Wayne
Wayne

Reputation: 35

Regex if match then replace

I've looked around to try to find an answer to this question, but I can't find exactly what I'm looking for. It seems like there should be a way to decide if there is a match and replace, otherwise do something else without the need to repeat the matching.

I'm trying to decide if the test string contains an HTML document that ends in

</body></html>

and inject some text directly ahead of those tags. Of course there might be a combination of white-space/carriage-returns/line-feeds between the 2 tags, thus I'm trying this with Regex. However, the test string might be just plain text and if the Regex match fails, I will just append the text to the end of the string. And of course, I'm probably making this more difficult than it really is.

I don't really have any code to show here since I can't figure out if this is possible with .NET Regex implementation, but here is some psudo-code showing what I would like to do:

        Dim testString As String = some file contents
        Dim reg As New Regex("(<\/body>\s*<\/html>)", RegexOptions.IgnoreCase)
        Dim rMatch As Match = reg.Match(testString)
        If rMatch.Success Then
            rMatch.Replace(newString)
        Else
            testString &= alternateNewString
        End If

Of course I would need to put the end body and end html tags into the newString to properly close the document, but that should be no problem. The part I can't seem to implement is the match replacement without the need to run the regex again. It seems like calling match to determine if it is a match, then calling replace is making it run twice. And again, I might be over thinking this, or prematurely optimizing. What do you think?

Upvotes: 1

Views: 1731

Answers (1)

41686d6564
41686d6564

Reputation: 19641

If I understand you correctly, you're trying to do something like this (which isn't so good, see below):

Dim testString As String = "Your original string"
Dim newStr As String = String.Empty
Dim textToInsert As String = "Your text to 'inject'"

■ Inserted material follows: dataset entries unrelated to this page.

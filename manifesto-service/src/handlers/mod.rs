//! HTTP handlers for the manifesto service.

pub mod app;
pub mod manifesto;
pub mod metrics;
//! Gemini AI provider implementation.
//!
//! Implements text generation against Google's Gemini `generateContent`
//! REST endpoint.

use super::{FinishReason, GenerationParams, ProviderError, ProviderResponse, TextProvider};
use async_trait::async_trait;
use reqwest::Client;
use secrecy::{ExposeSecret, Secret};
use serde::{Deserialize, Serialize};
use std::time::Duration;

/// Header carrying the API credential.
const API_KEY_HEADER: &str = "x-goog-api-key";

/// Gemini provider configuration.
#[derive(Debug, Clone)]
pub struct GeminiConfig {
    pub api_key: Secret<String>,
    pub model: String,
    pub api_base: String,
    /// Transport-level timeout for a single HTTP exchange.
    pub request_timeout: Duration,
}

/// Gemini text provider.
pub struct GeminiTextProvider {
    config: GeminiConfig,
    client: Client,
}

impl GeminiTextProvider {
    pub fn new(config: GeminiConfig) -> Result<Self, ProviderError> {
        let client = Client::builder()
            .timeout(config.request_timeout)
            .build()
            .map_err(|e| {
                ProviderError::NotConfigured(format!("Failed to create HTTP client: {}", e))
            })?;

        Ok(Self { config, client })
    }

    /// Build the API URL for the configured model and method.
    fn api_url(&self, method: &str) -> String {
        format!(
            "{}/models/{}:{}",
            self.config.api_base.trim_end_matches('/'),
            self.config.model,
            method
        )
    }

    fn build_generation_config(params: &GenerationParams) -> Option<GenerationConfig> {
        if params.temperature.is_none() && params.top_p.is_none() && params.max_tokens.is_none()
        {
            return None;
        }

        Some(GenerationConfig {
            temperature: params.temperature,
            top_p: params.top_p,
            max_output_tokens: params.max_tokens,
        })
    }
}

#[async_trait]
impl TextProvider for GeminiTextProvider {
    fn name(&self) -> &str {
        "gemini"
    }

    fn model(&self) -> &str {
        &self.config.model
    }

    async fn generate(
        &self,
        prompt: &str,
        params: &GenerationParams,
    ) -> Result<ProviderResponse, ProviderError> {
        let request = GenerateContentRequest {
            contents: vec![Content {
                role: Some("user".to_string()),
                parts: vec![Part {
                    text: Some(prompt.to_string()),
                    thought: None,
                }],
            }],
            generation_config: Self::build_generation_config(params),
        };

        tracing::debug!(
            model = %self.config.model,
            prompt_len = prompt.len(),
            "Sending request to Gemini API"
        );

        let response = self
            .client
            .post(self.api_url("generateContent"))
            .header(API_KEY_HEADER, self.config.api_key.expose_secret())
            .json(&request)
            .send()
            .await
            .map_err(|e| ProviderError::NetworkError(e.to_string()))?;

        if !response.status().is_success() {
            let status = response.status();
            let error_text = response.text().await.unwrap_or_default();

            if status.as_u16() == 429 {
                return Err(ProviderError::RateLimited);
            }

            return Err(ProviderError::ApiError(format!(
                "Gemini API error {}: {}",
                status, error_text
            )));
        }

        let api_response: GenerateContentResponse = response
            .json()
            .await
            .map_err(|e| ProviderError::ApiError(format!("Failed to parse response: {}", e)))?;

        if let Some(reason) = api_response
            .prompt_feedback
            .as_ref()
            .and_then(|f| f.block_reason.as_deref())
        {
            tracing::warn!(block_reason = %reason, "Gemini blocked the prompt");
            return Err(ProviderError::ContentFiltered);
        }

        let candidate = api_response
            .candidates
            .first()
            .ok_or(ProviderError::EmptyResponse)?;

        let finish_reason = match candidate.finish_reason.as_deref() {
            Some("MAX_TOKENS") => FinishReason::Length,
            Some("SAFETY") | Some("PROHIBITED_CONTENT") | Some("BLOCKLIST") => {
                FinishReason::ContentFilter
            }
            _ => FinishReason::Complete,
        };

        if finish_reason == FinishReason::ContentFilter {
            return Err(ProviderError::ContentFiltered);
        }

        // Thinking models interleave thought parts with the answer.
        let text: String = candidate
            .content
            .iter()
            .flat_map(|c| c.parts.iter())
            .filter(|p| !p.thought.unwrap_or(false))
            .filter_map(|p| p.text.as_deref())
            .collect();

        if text.trim().is_empty() {
            return Err(ProviderError::EmptyResponse);
        }

        let usage = api_response.usage_metadata.unwrap_or_default();

        Ok(ProviderResponse {
            text,
            input_tokens: usage.prompt_token_count.unwrap_or(0),
            output_tokens: usage.candidates_token_count.unwrap_or(0),
            finish_reason,
        })
    }

    async fn health_check(&self) -> Result<(), ProviderError> {
        if self.config.api_key.expose_secret().trim().is_empty() {
            return Err(ProviderError::NotConfigured(
                "Gemini API key not configured".to_string(),
            ));
        }
        if self.config.model.trim().is_empty() {
            return Err(ProviderError::NotConfigured(
                "Gemini model not configured".to_string(),
            ));
        }
        Ok(())
    }
}

// ============================================================================
// Gemini API Request/Response Types
// ============================================================================

#[derive(Debug, Serialize)]
#[serde(rename_all = "camelCase")]
struct GenerateContentRequest {
    contents: Vec<Content>,
    #[serde(skip_serializing_if = "Option::is_none")]
    generation_config: Option<GenerationConfig>,
}

#[derive(Debug, Serialize, Deserialize)]
#[serde(rename_all = "camelCase")]
struct Content {
    #[serde(default, skip_serializing_if = "Option::is_none")]
    role: Option<String>,
    #[serde(default)]
    parts: Vec<Part>,
}

#[derive(Debug, Serialize, Deserialize)]
#[serde(rename_all = "camelCase")]
struct Part {
    #[serde(default, skip_serializing_if = "Option::is_none")]
    text: Option<String>,
    #[serde(default, skip_serializing_if = "Option::is_none")]
    thought: Option<bool>,
}

#[derive(Debug, Serialize)]
#[serde(rename_all = "camelCase")]
struct GenerationConfig {
    #[serde(skip_serializing_if = "Option::is_none")]
    temperature: Option<f32>,
    #[serde(skip_serializing_if = "Option::is_none")]
    top_p: Option<f32>,
    #[serde(skip_serializing_if = "Option::is_none")]
    max_output_tokens: Option<i32>,
}

#[derive(Debug, Deserialize)]
#[serde(rename_all = "camelCase")]
struct GenerateContentResponse {
    #[serde(default)]
    candidates: Vec<Candidate>,
    #[serde(default)]
    prompt_feedback: Option<PromptFeedback>,
    #[serde(default)]
    usage_metadata: Option<UsageMetadata>,
}

#[derive(Debug, Deserialize)]
#[serde(rename_all = "camelCase")]
struct Candidate {
    #[serde(default)]
    content: Option<Content>,
    #[serde(default)]
    finish_reason: Option<String>,
}

#[derive(Debug, Deserialize)]
#[serde(rename_all = "camelCase")]
struct PromptFeedback {
    #[serde(default)]
    block_reason: Option<String>,
}

#[derive(Debug, Deserialize, Default)]
#[serde(rename_all = "camelCase")]
struct UsageMetadata {
    prompt_token_count: Option<i32>,
    candidates_token_count: Option<i32>,
}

Dim reg As New Regex("<\/body>\s*<\/html>", RegexOptions.IgnoreCase)
newStr = reg.Replace(testString, textToInsert & Environment.NewLine & "</body></html>")
If newStr = testString Then
    newStr = testString & Environment.NewLine & textToInsert
End If

That will work, but compared to matching twice, it won't be any better in respect of performance.

So, a better alternative is to actually let the regex do all the work for you (i.e. matching/replacing either the closing tags OR the end of the string). In that case, you could change your pattern to look like this: \s*(<\/body>\s*<\/html>)|$.

Note:

  • |$ basically means "or the end of the string".
  • Your original pattern was put in a capturing group () so you can access it later when replacing.

Using this way, your code would look something like the following:

Dim testString As String = "Your original string"
Dim newStr As String = String.Empty
Dim textToInsert As String = "Your text to 'inject'"

Dim reg As New Regex("\s*(<\/body>\s*<\/html>)|$", RegexOptions.IgnoreCase)
newStr = reg.Replace(testString, Environment.NewLine & textToInsert &
                     Environment.NewLine & "$1", 1)

Where:

  • $1 represents the first group, which is basically </body> and </html> with any number whitespace characters in between.
  • The last argument in the Replace function is the maximum number of matched strings that should be replaced. It is set to 1 in order to prevent inserting the text before both the closing tags and the end of the string.